=== Section Start ===

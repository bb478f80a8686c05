use crate::error::VerificationError;
use crate::proof::compute_proof_hash;
use crate::stage::VerificationStage;
use chrono::Utc;
use impact_anchor::AnchoringAdapter;
use impact_storage::{AttemptAppend, ImpactStorage, StorageError, TransitionRequest};
use impact_trust::{TrustGate, TrustPolicy};
use impact_types::{
    Match, MatchId, MatchStatus, OrgId, ProofHash, ProofRecord, TRUST_DENIED_REASON,
};
use serde::{Deserialize, Serialize};
use std::sync::Arc;
use std::time::Duration;
use tracing::{debug, info, instrument, warn};

/// Reason recorded when `deny` is called without one.
pub const DEFAULT_DENIAL_REASON: &str = "denied-by-verifier";

/// Headroom kept above the adapter's worst case.
pub const ANCHOR_DEADLINE_SLACK: Duration = Duration::from_secs(1);

/// Verification ledger configuration.
#[derive(Debug, Clone, Serialize, Deserialize)]
pub struct LedgerConfig {
    /// Bound on one anchoring round, retries included. Raised to the
    /// adapter's worst case plus [`ANCHOR_DEADLINE_SLACK`] when that is longer.
    #[serde(default = "default_anchor_timeout_ms")]
    pub anchor_timeout_ms: u64,
}

impl Default for LedgerConfig {
    fn default() -> Self {
        Self {
            anchor_timeout_ms: default_anchor_timeout_ms(),
        }
    }
}

fn default_anchor_timeout_ms() -> u64 {
    30_000
}

impl LedgerConfig {
    pub fn anchor_timeout(&self) -> Duration {
        Duration::from_millis(self.anchor_timeout_ms)
    }
}

/// A verification request from an NGO actor.
#[derive(Debug, Clone, Serialize, Deserialize)]
pub struct VerifyRequest {
    pub match_id: MatchId,
    pub verifier_org: OrgId,
    /// Lets an organization with dashboard access but no full verification
    /// finalize proofs.
    #[serde(default)]
    pub admin_override: bool,
}

/// Drives matches from `interested` to a terminal state.
///
/// Cheap to clone; all parts are shared.
#[derive(Clone)]
pub struct VerificationLedger {
    store: Arc<dyn ImpactStorage>,
    trust: Arc<TrustGate>,
    policy: TrustPolicy,
    anchor: Arc<AnchoringAdapter>,
    config: LedgerConfig,
}

impl VerificationLedger {
    pub fn new(
        store: Arc<dyn ImpactStorage>,
        trust: Arc<TrustGate>,
        anchor: Arc<AnchoringAdapter>,
    ) -> Self {
        Self {
            store,
            trust,
            policy: TrustPolicy::default(),
            anchor,
            config: LedgerConfig::default(),
        }
    }

    pub fn with_policy(mut self, policy: TrustPolicy) -> Self {
        self.policy = policy;
        self
    }

    pub fn with_config(mut self, config: LedgerConfig) -> Self {
        self.config = config;
        self
    }

    pub fn store(&self) -> Arc<dyn ImpactStorage> {
        Arc::clone(&self.store)
    }

    pub fn trust_gate(&self) -> Arc<TrustGate> {
        Arc::clone(&self.trust)
    }

    /// How long an anchoring round may run before it is abandoned.
    ///
    /// Never shorter than the adapter's own worst case, so a submission the
    /// adapter is still allowed to make cannot land after the match was
    /// given up on.
    pub fn anchor_deadline(&self) -> Duration {
        let configured = self.config.anchor_timeout();
        match self.anchor.worst_case() {
            Some(worst) => configured.max(worst + ANCHOR_DEADLINE_SLACK),
            None => configured,
        }
    }

    /// Verify without an admin override.
    pub async fn verify(
        &self,
        match_id: &MatchId,
        verifier_org: &OrgId,
    ) -> Result<ProofRecord, VerificationError> {
        self.verify_request(VerifyRequest {
            match_id: match_id.clone(),
            verifier_org: verifier_org.clone(),
            admin_override: false,
        })
        .await
    }

    /// Issue the proof for a match, or explain why not.
    ///
    /// Dropping the returned future before the trust check completes has no
    /// effect. After that point hashing, anchoring and finalization run on a
    /// detached task and always complete or record their failure.
    #[instrument(
        skip(self, request),
        fields(match_id = %request.match_id, org_id = %request.verifier_org)
    )]
    pub async fn verify_request(
        &self,
        request: VerifyRequest,
    ) -> Result<ProofRecord, VerificationError> {
        let stage = VerificationStage::Requested;

        let current = self.load(&request.match_id).await?;
        if current.status != MatchStatus::Interested {
            return Err(VerificationError::AlreadyFinalized {
                match_id: current.match_id,
                status: current.status,
            });
        }

        let lookup = self.trust.check_org(&request.verifier_org).await;
        if lookup.stale {
            warn!(source = ?lookup.source, "trust verdict is stale");
        }
        let stage = stage.advance(VerificationStage::TrustChecked)?;

        if let Some(reason) = self.policy.assess(&lookup, request.admin_override) {
            return Err(self
                .reject_untrusted(&current, &request.verifier_org, stage, reason)
                .await);
        }

        let ledger = self.clone();
        let org = request.verifier_org.clone();
        tokio::spawn(async move { ledger.anchor_and_finalize(current, org, stage).await })
            .await
            .map_err(|e| VerificationError::Internal(format!("finalize task failed: {}", e)))?
    }

    /// Refuse a match. No trust check; repeating it is a no-op.
    #[instrument(skip(self, reason), fields(match_id = %match_id, org_id = %verifier_org))]
    pub async fn deny(
        &self,
        match_id: &MatchId,
        verifier_org: &OrgId,
        reason: &str,
    ) -> Result<Match, VerificationError> {
        let current = self.load(match_id).await?;
        let status = current.status;
        match status {
            MatchStatus::Rejected => {
                debug!("match already rejected");
                return Ok(current);
            }
            MatchStatus::Verified => {
                return Err(VerificationError::AlreadyFinalized {
                    match_id: current.match_id,
                    status: current.status,
                })
            }
            MatchStatus::Interested => {}
        }

        let reason = match reason.trim() {
            "" => DEFAULT_DENIAL_REASON,
            trimmed => trimmed,
        };
        let request = TransitionRequest::reject(reason, verifier_org.clone(), Utc::now());
        match self.store.transition(match_id, request).await {
            Ok(rejected) => {
                info!(reason, "match denied");
                self.record_attempt(
                    match_id,
                    Some(verifier_org),
                    VerificationStage::Failed,
                    false,
                    format!("denied: {}", reason),
                    None,
                )
                .await;
                Ok(rejected)
            }
            Err(StorageError::AlreadyFinalized {
                current: MatchStatus::Rejected,
            }) => self.load(match_id).await,
            Err(err) => Err(VerificationError::from_storage(match_id, err)),
        }
    }

    async fn reject_untrusted(
        &self,
        current: &Match,
        verifier_org: &OrgId,
        stage: VerificationStage,
        reason: String,
    ) -> VerificationError {
        let stage = match stage.advance(VerificationStage::Failed) {
            Ok(stage) => stage,
            Err(err) => return err.into(),
        };
        let request = TransitionRequest::reject(TRUST_DENIED_REASON, verifier_org.clone(), Utc::now());
        if let Err(err) = self.store.transition(&current.match_id, request).await {
            warn!(error = %err, "could not record trust denial on match");
        }
        warn!(reason = %reason, "verification denied by trust gate");
        self.record_attempt(
            &current.match_id,
            Some(verifier_org),
            stage,
            false,
            format!("{}: {}", TRUST_DENIED_REASON, reason),
            None,
        )
        .await;
        VerificationError::TrustDenied {
            org_id: verifier_org.clone(),
            reason,
        }
    }

    async fn anchor_and_finalize(
        &self,
        current: Match,
        verifier_org: OrgId,
        stage: VerificationStage,
    ) -> Result<ProofRecord, VerificationError> {
        let match_id = current.match_id.clone();
        let issued_at = Utc::now();
        let hash = compute_proof_hash(&current.volunteer_id, &current.cause_id, issued_at);
        let stage = stage.advance(VerificationStage::Anchoring)?;
        debug!(hash = %hash, "anchoring proof");

        let deadline = self.anchor_deadline();
        let submitted = tokio::time::timeout(deadline, self.anchor.submit_hash(&hash)).await;
        let receipt = match submitted {
            Ok(Ok(receipt)) => receipt,
            Ok(Err(err)) => {
                let failure = if err.is_transient() {
                    VerificationError::RetriableAnchorFailure(err.to_string())
                } else {
                    VerificationError::AnchorRejected(err.to_string())
                };
                self.anchor_failed(&match_id, &verifier_org, stage, &hash, &failure)
                    .await?;
                return Err(failure);
            }
            Err(_) => {
                let failure = VerificationError::RetriableAnchorFailure(format!(
                    "abandoned after {}ms without confirmation",
                    deadline.as_millis()
                ));
                self.anchor_failed(&match_id, &verifier_org, stage, &hash, &failure)
                    .await?;
                return Err(failure);
            }
        };

        let proof = ProofRecord::from_receipt(
            match_id.clone(),
            hash.clone(),
            issued_at,
            verifier_org.clone(),
            receipt,
        );
        let finalized = self
            .store
            .transition(&match_id, TransitionRequest::verify(proof.clone(), Utc::now()))
            .await;

        match finalized {
            Ok(_) => {
                let stage = stage.advance(VerificationStage::Finalized)?;
                info!(reference = %proof.anchor_reference, "proof finalized");
                self.record_attempt(
                    &match_id,
                    Some(&verifier_org),
                    stage,
                    true,
                    format!("anchored as {}", proof.anchor_reference),
                    Some(&hash),
                )
                .await;
                Ok(proof)
            }
            Err(StorageError::AlreadyFinalized { .. }) => {
                let winner = self.load(&match_id).await?;
                let stage = stage.advance(VerificationStage::Failed)?;
                self.record_attempt(
                    &match_id,
                    Some(&verifier_org),
                    stage,
                    false,
                    format!(
                        "lost finalization race, receipt {} discarded",
                        proof.anchor_reference
                    ),
                    Some(&hash),
                )
                .await;
                match winner.proof {
                    Some(winning) => {
                        info!(reference = %winning.anchor_reference, "returning winning proof");
                        Ok(winning)
                    }
                    None => Err(VerificationError::AlreadyFinalized {
                        match_id,
                        status: winner.status,
                    }),
                }
            }
            Err(err) => Err(VerificationError::from_storage(&match_id, err)),
        }
    }

    async fn anchor_failed(
        &self,
        match_id: &MatchId,
        verifier_org: &OrgId,
        stage: VerificationStage,
        hash: &ProofHash,
        failure: &VerificationError,
    ) -> Result<(), VerificationError> {
        let stage = stage.advance(VerificationStage::Failed)?;
        warn!(error = %failure, hash = %hash, "anchoring failed, match left interested");
        self.record_attempt(
            match_id,
            Some(verifier_org),
            stage,
            false,
            failure.to_string(),
            Some(hash),
        )
        .await;
        Ok(())
    }

    async fn load(&self, match_id: &MatchId) -> Result<Match, VerificationError> {
        self.store
            .get(match_id)
            .await
            .map_err(|e| VerificationError::from_storage(match_id, e))?
            .ok_or_else(|| VerificationError::NotFound(format!("match {} not found", match_id)))
    }

    /// Audit failures are logged, never surfaced.
    async fn record_attempt(
        &self,
        match_id: &MatchId,
        org_id: Option<&OrgId>,
        stage: VerificationStage,
        success: bool,
        message: String,
        proof_hash: Option<&ProofHash>,
    ) {
        let event = AttemptAppend {
            timestamp: Utc::now(),
            match_id: match_id.clone(),
            org_id: org_id.cloned(),
            stage: stage.as_str().to_string(),
            success,
            message,
            proof_hash: proof_hash.map(|h| h.as_str().to_string()),
        };
        if let Err(err) = self.store.append_attempt(event).await {
            warn!(error = %err, "failed to append verification attempt");
        }
    }
}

=== Section End ===

Exercise prompt: Find and copy every line in the entries above where the string "winning" occurs.

Solution to the problem:
                    Some(winning) => {
                        info!(reference = %winning.anchor_reference, "returning winning proof");
                        Ok(winning)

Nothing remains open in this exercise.